I am trying to add this rust texture that I found over my brick texture cube. The rust is transparent, and i am selecting a specific area of the cube to have the rust over. I separated the specific faces i wanted the rust on by material, and i added the rust image texture, then plugged it to the roughness node. All that appears is a white square. I tried to texture paint but it doesn't give me the result i want. I followed other tutorials where it said to put both the image textures for (in this case brick and rust) through a mixRGB node, but then the rust appears everywhere on the cube. I tried a different method, this time doing what i mentioned again but in it's own material, (separating the faces, giving it its own material, then adding two images textures, brick and rust, then going through the mixRGB node) which did a bit better, but the brick texture was being stretched whenever i tried to adjust the image in the UV editor. What other solutions are there that i can try out?

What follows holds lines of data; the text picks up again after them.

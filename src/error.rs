pub type LuxrigResult<T> = Result<T, LuxrigError>;

#[derive(thiserror::Error, Debug)]
pub enum LuxrigError {
    #[error("invalid geometry: {0}")]
    InvalidGeometry(String),

    #[error("illegal state: {0}")]
    IllegalState(String),

    #[error("validation error: {0}")]
    Validation(String),

    #[error(transparent)]
    Other(#[from] anyhow::Error),
}

impl LuxrigError {
    pub fn invalid_geometry(msg: impl Into<String>) -> Self {
        Self::InvalidGeometry(msg.into())
    }

    pub fn illegal_state(msg: impl Into<String>) -> Self {
        Self::IllegalState(msg.into())
    }

    pub fn validation(msg: impl Into<String>) -> Self {
        Self::Validation(msg.into())
    }
}

#[cfg(test)]
mod tests {
    use super::*;

    #[test]
    fn display_prefixes_are_stable() {
        assert!(
            LuxrigError::invalid_geometry("x")
                .to_string()
                .contains("invalid geometry:")
        );
        assert!(
            LuxrigError::illegal_state("x")
                .to_string()
                .contains("illegal state:")
        );
        assert!(
            LuxrigError::validation("x")
                .to_string()
                .contains("validation error:")
        );
    }

    #[test]
    fn other_preserves_source() {
        let base = std::io::Error::other("boom");
        let err = LuxrigError::Other(anyhow::Error::new(base));
        assert!(err.to_string().contains("boom"));
    }
}
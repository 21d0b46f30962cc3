//! # keywatch
//!
//! Monitors the ratings of validator BLS keys and raises alerts when a key
//! is about to be jailed or when its rating drops.
//!
//! Every monitored network gets its own poller. Each cycle queries the
//! validator statistics, discovers the keys staked by the configured owner
//! addresses, checks every key against the rating rules, drops the alerts
//! that are snoozed and hands the rest to every configured notification
//! channel.
//!
//! ## Architecture
//!
//! ```text
//! ┌──────────────────────────────────────────────────────────────────┐
//! │                             Poller                               │
//! │  ┌──────────────────────────────────────────────────────────┐    │
//! │  │                      KeysExecutor                        │    │
//! │  │  querier ──▶ fetcher ──▶ checker ──▶ snooze ──▶ fanout ──┼──▶ notifiers
//! │  │      │           │          │                     │      │    │
//! │  │      └───────────┴──────────┴──────▶ status ◀─────┘      │    │
//! │  └──────────────────────────────────────────────────────────┘    │
//! └──────────────────────────────────────────────────────────────────┘
//!              Poller ──▶ CalendarTrigger ──▶ StatusHandler
//! ```
//!
//! - **[`checker`]**: Rating rules ([`RatingsChecker`])
//! - **[`snooze`]**: Per-key alert rate limiting ([`FaultySnoozeCache`])
//! - **[`fanout`]**: Delivery to every channel with retries ([`NotificationFanout`])
//! - **[`executor`]**: One query-check-notify cycle ([`KeysExecutor`])
//! - **[`status`]**: Error and flagged-key counters reported by the self-check
//! - **[`trigger`]**: Fires the self-check at a configured day and time
//! - **[`poller`]**: Runs any [`CycleExecutor`] at a fixed interval
//! - **[`config`]** / **[`factory`]**: Configuration files and assembly
//! - **[`logging`]**: stdout and rolling file logs
//!
//! ## Usage
//!
//! ### As a CLI tool
//!
//! ```bash
//! keywatch --config ./config/config.toml --credentials ./config/credentials.toml
//!
//! # Keep the logs in ./logs as well
//! keywatch --log-save
//!
//! # Send one message through every configured notifier and exit
//! keywatch --test-notifiers
//! ```
//!
//! ### As a library
//!
//! ```no_run
//! use std::path::Path;
//! use keywatch::config::AllConfigs;
//! use keywatch::factory;
//!
//! # tokio_test::block_on(async {
//! let configs = AllConfigs::load(
//!     Path::new("config/config.toml"),
//!     Path::new("config/credentials.toml"),
//! )?;
//! let monitoring = factory::start_monitoring(&configs)?;
//! monitoring.status.notify_app_start().await;
//! # Ok::<(), anyhow::Error>(())
//! # });
//! ```

pub mod checker;
pub mod config;
pub mod error;
pub mod executor;
pub mod factory;
pub mod fanout;
pub mod logging;
pub mod poller;
pub mod snooze;
pub mod status;
pub mod trigger;

// Re-export main types for convenience
pub use checker::{RatingsCheck, RatingsChecker};
pub use error::MonitorError;
pub use executor::KeysExecutor;
pub use fanout::NotificationFanout;
pub use poller::{Closer, CycleExecutor, DisabledCloser, Poller};
pub use snooze::{DisabledKeysFilter, FaultySnoozeCache, KeysFilter};
pub use status::{DisabledStatusHandler, StatusHandler, StatusReporter};
pub use trigger::{CalendarTrigger, TriggerDay};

(I got the idea of putting the rust on the roughness node from Blender Guru's video on making a subway in 20 mins, but i did not get the same results. The Color Ramp did not change much for me.)

  • $\begingroup$ When mixing through a MixRGB node, plug the alpha output of the transparent texture into the "fac" input of the MixRGB node. $\endgroup$ – Christopher Bennett Jul 16 at 1:16

Here - This is a common setup for mixing 2 textures (especially rust, as the noise texture works well to create random "rusty patches, however I used concrete here). You can also use your own texture (if it has a built in alpha, connect as shown). Sometimes as well, texture packs come with alpha "masks" that are their own separate texture. You connect these as a factor the same way. Ultimately, any B&W image can be used as a mix factor. Play around to get what you like. See below:

This is all done on one plane with only one face.


Also, it's a bit hard to follow what you were doing with the roughness thing, however, if you have a roughness map, and want to apply it "correctly", mix the maps together with the same mix factor.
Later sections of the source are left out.